Exhibit 3.1

CERTIFICATE OF AMENDMENT

OF CERTIFICATE OF INCORPORATION

OF LOCAL BOUNTI CORPORATION

The undersigned, Kathleen Valiasek, does hereby certify as follows:

 

  1.

The undersigned is the duly elected and acting Chief Financial Officer of Local Bounti Corporation, a Delaware corporation (the “Corporation”).

 

  2.

The Certificate of Incorporation of the Corporation (the “Charter”) was originally filed with the Secretary of State of Delaware on November 19, 2021, under the name “Leo Holdings III Corp”.

 

  3.

Pursuant to Section 242 and any other applicable provisions of the General Corporation Law of the State of Delaware, this Certificate of Amendment to the Charter (the “Certificate of Amendment”) amends and restates Article VII of the Charter in its entirety to read as follows:

Section 1. To the fullest extent permitted by the General Corporation Law as it now exists and as it may hereafter be amended, no current or former director or officer of the Corporation shall be personally liable to the Corporation or any of its stockholders for monetary damages for breach of fiduciary duty as a director or officer. Without limiting the effect of the preceding sentence, if the General Corporation Law is hereafter amended to authorize the further elimination or limitation of the liability of a current or former director or officer, then the liability of such director or officer of the Corporation shall be eliminated or limited to the fullest extent permitted by the General Corporation Law, as so amended. For purposes of this Article VII, references to “director” shall include, for the avoidance of doubt, any person who has served as a director of Leo Holdings III Corp., a Cayman Islands exempted company.
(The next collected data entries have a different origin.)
use crate::types::{ActivityPattern, DetectorThresholds, Evidence, PatternMetadata, PatternType};
use chrono::Utc;
use shadowai_connectors::types::PlatformEvent;
use std::collections::HashMap;
use uuid::Uuid;

/// Computes inter-arrival times per actor and flags a low
/// coefficient-of-variation (regular, scheduled/throttled behavior) as a
/// `regular_interval` pattern.
pub fn detect(events: &[PlatformEvent], thresholds: &DetectorThresholds) -> Vec<ActivityPattern> {
    let mut by_actor: HashMap<&str, Vec<&PlatformEvent>> = HashMap::new();
    for event in events {
        by_actor.entry(event.user_id.as_str()).or_default().push(event);
    }

    let mut patterns = Vec::new();
    for (actor, mut actor_events) in by_actor {
        actor_events.sort_by_key(|e| e.timestamp);
        if actor_events.len() < 4 {
            continue;
        }

        let intervals: Vec<f64> = actor_events
            .windows(2)
            .map(|pair| (pair[1].timestamp - pair[0].timestamp).num_milliseconds() as f64 / 1000.0)
            .filter(|secs| *secs > 0.0)
            .collect();
        if intervals.len() < 3 {
            continue;
        }

        let mean = intervals.iter().sum::<f64>() / intervals.len() as f64;
        let variance = intervals.iter().map(|v| (v - mean).powi(2)).sum::<f64>() / intervals.len() as f64;
        let std_dev = variance.sqrt();
        let cov = if mean > 0.0 { std_dev / mean } else { 0.0 };

        if cov < thresholds.timing_variance_cov_threshold {
            let confidence = ((1.0 - cov / thresholds.timing_variance_cov_threshold) * 100.0).clamp(0.0, 100.0);

            let mut data_points = std::collections::HashMap::new();
            data_points.insert("coefficient_of_variation".to_string(), serde_json::json!(cov));
            data_points.insert("mean_interval_secs".to_string(), serde_json::json!(mean));

            let last = actor_events.last().unwrap();
            patterns.push(ActivityPattern {
                pattern_id: Uuid::new_v4(),
                pattern_type: PatternType::RegularInterval,
                detected_at: Utc::now(),
                confidence,
                metadata: PatternMetadata {
                    actor: actor.to_string(),
                    resource_type: last.resource_type.clone(),
                    action_type: Some(last.action_details.action.clone()),
                    timestamp: last.timestamp,
                },
                evidence: Evidence {
                    description: format!(
                        "actor {actor} has a coefficient of variation of {cov:.3}, below the {:.2} scheduled-behavior threshold",
                        thresholds.timing_variance_cov_threshold
                    ),
                    data_points,
                    supporting_events: actor_events.iter().map(|e| e.event_id.clone()).collect(),
                },
            });
        }
    }
    patterns
}

#[cfg(test)]
mod tests {
    use super::*;
    use shadowai_connectors::types::{ActionDetails, CorrelationMetadata, Platform};

    fn event(offset_secs: i64) -> PlatformEvent {
        PlatformEvent {
            event_id: format!("e-{offset_secs}"),
            platform: Platform::Slack,
            timestamp: Utc::now() + chrono::Duration::seconds(offset_secs),
            user_id: "bot1".to_string(),
            user_email: None,
            event_type: "message".to_string(),
            resource_id: None,
            resource_type: None,
            action_details: ActionDetails {
                action: "post".to_string(),
                resource_name: None,
                additional_metadata: Default::default(),
            },
            ip_address: None,
            correlation_metadata: CorrelationMetadata::default(),
        }
    }

    #[test]
    fn perfectly_regular_intervals_trigger_high_confidence() {
        let events: Vec<PlatformEvent> = (0..10).map(|i| event(i * 60)).collect();
        let patterns = detect(&events, &DetectorThresholds::default());
        assert_eq!(patterns.len(), 1);
        assert!(patterns[0].confidence > 90.0);
    }

    #[test]
    fn irregular_intervals_do_not_trigger() {
        let offsets = [0, 5, 47, 52, 310, 900, 905];
        let events: Vec<PlatformEvent> = offsets.iter().map(|o| event(*o)).collect();
        assert!(detect(&events, &DetectorThresholds::default()).is_empty());
    }
}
Section 2. The Corporation, to the fullest extent permitted by Section 145 of the General Corporation Law, shall indemnify, advance expenses and hold harmless all persons whom it may indemnify pursuant thereto (including current and former directors or officers).
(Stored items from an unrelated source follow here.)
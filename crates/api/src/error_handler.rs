//! Error handling utilities that make use of ApiError methods
//!
//! This module provides convenience functions for creating and handling
//! API errors with proper context and environment awareness.

use crate::error::ApiError;
use axum::{extract::Request, response::Response};
use shadowai_core::Error;
use std::env;

/// Create an API error with environment detection
pub fn create_api_error(error: Error) -> ApiError {
    let environment = env::var("ENVIRONMENT").unwrap_or_else(|_| "development".to_string());
    ApiError::new_with_environment(error, environment)
}

/// Create an API error with request ID from request context
pub fn create_api_error_with_request_id(error: Error, request: &Request) -> ApiError {
    let environment = env::var("ENVIRONMENT").unwrap_or_else(|_| "development".to_string());
    let mut api_error = ApiError::new_with_environment(error, environment);

    // Extract request ID from extensions if available
    if let Some(request_context) = request.extensions().get::<shadowai_core::error::RequestContext>() {
        api_error = api_error.with_request_id(request_context.request_id.clone());
    }

    api_error
}

/// Handle error in middleware context with proper request ID correlation
pub fn handle_middleware_error(error: Error, request: &Request) -> Response {
    let api_error = create_api_error_with_request_id(error, request);
    api_error.into_response()
}

/// Create production-ready API error with minimal information disclosure
pub fn create_production_error(error: Error, request_id: Option<String>) -> ApiError {
    let mut api_error = ApiError::new_with_environment(error, "production".to_string());

    if let Some(id) = request_id {
        api_error = api_error.with_request_id(id);
    }

    api_error
}

/// Create development-friendly API error with detailed information
pub fn create_development_error(error: Error, request_id: Option<String>) -> ApiError {
    let mut api_error = ApiError::new_with_environment(error, "development".to_string());

    if let Some(id) = request_id {
        api_error = api_error.with_request_id(id);
    }

    api_error
}

#[cfg(test)]
mod tests {
    use super::*;
    use axum::body::Body;
    use shadowai_core::error::{ErrorCode, RequestContext};

    #[test]
    fn test_create_api_error() {
        let error = Error::new(ErrorCode::ValidationFailed, "Test error");
        let api_error = create_api_error(error);

        // Should work without panicking
        assert!(format!("{:?}", api_error).contains("Test error"));
    }

    #[test]
    fn test_create_production_error() {
        let error = Error::new(ErrorCode::InternalServerError, "Internal error");
        let api_error = create_production_error(error, Some("test-request-123".to_string()));

        assert!(format!("{:?}", api_error).contains("test-request-123"));
    }

    #[test]
    fn test_create_development_error() {
        let error = Error::new(ErrorCode::NotFound, "Resource not found");
        let api_error = create_development_error(error, Some("dev-request-456".to_string()));

        assert!(format!("{:?}", api_error).contains("dev-request-456"));
    }

    #[tokio::test]
    async fn test_create_api_error_with_request_id() {
        let mut request = Request::builder()
            .uri("/test")
            .body(Body::empty())
            .unwrap();

        let request_context = RequestContext::new()
            .with_request_id("test-request-789".to_string());
        request.extensions_mut().insert(request_context);

        let error = Error::new(ErrorCode::AuthenticationFailed, "Auth failed");
        let api_error = create_api_error_with_request_id(error, &request);

        assert!(format!("{:?}", api_error).contains("test-request-789"));
    }
}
Section 3. Neither any amendment nor repeal of this Article VII, nor the adoption of any provision of this Certificate of Incorporation inconsistent with this Article VII, shall eliminate, reduce or otherwise adversely affect any right or protection of, or any limitation on the personal liability of, a current or former director or officer of the Corporation existing at the time of such amendment, repeal or adoption of such an inconsistent provision.

 

  4.

The foregoing Certificate of Amendment has been duly adopted by the Corporation’s Board of Directors and stockholders in accordance with the provisions of Section 242 and any other applicable provisions of the General Corporation Law of the State of Delaware.

 

  5.

All other provisions of the Charter shall remain in full force and effect.

 

  6.

This Certificate of Amendment herein certified shall become effective immediately upon filing with the Office of the Secretary of State of the State of Delaware.

IN WITNESS WHEREOF, the Corporation has caused this Certificate of Amendment to be executed by a duly authorized officer of the Corporation as of June 14, 2024.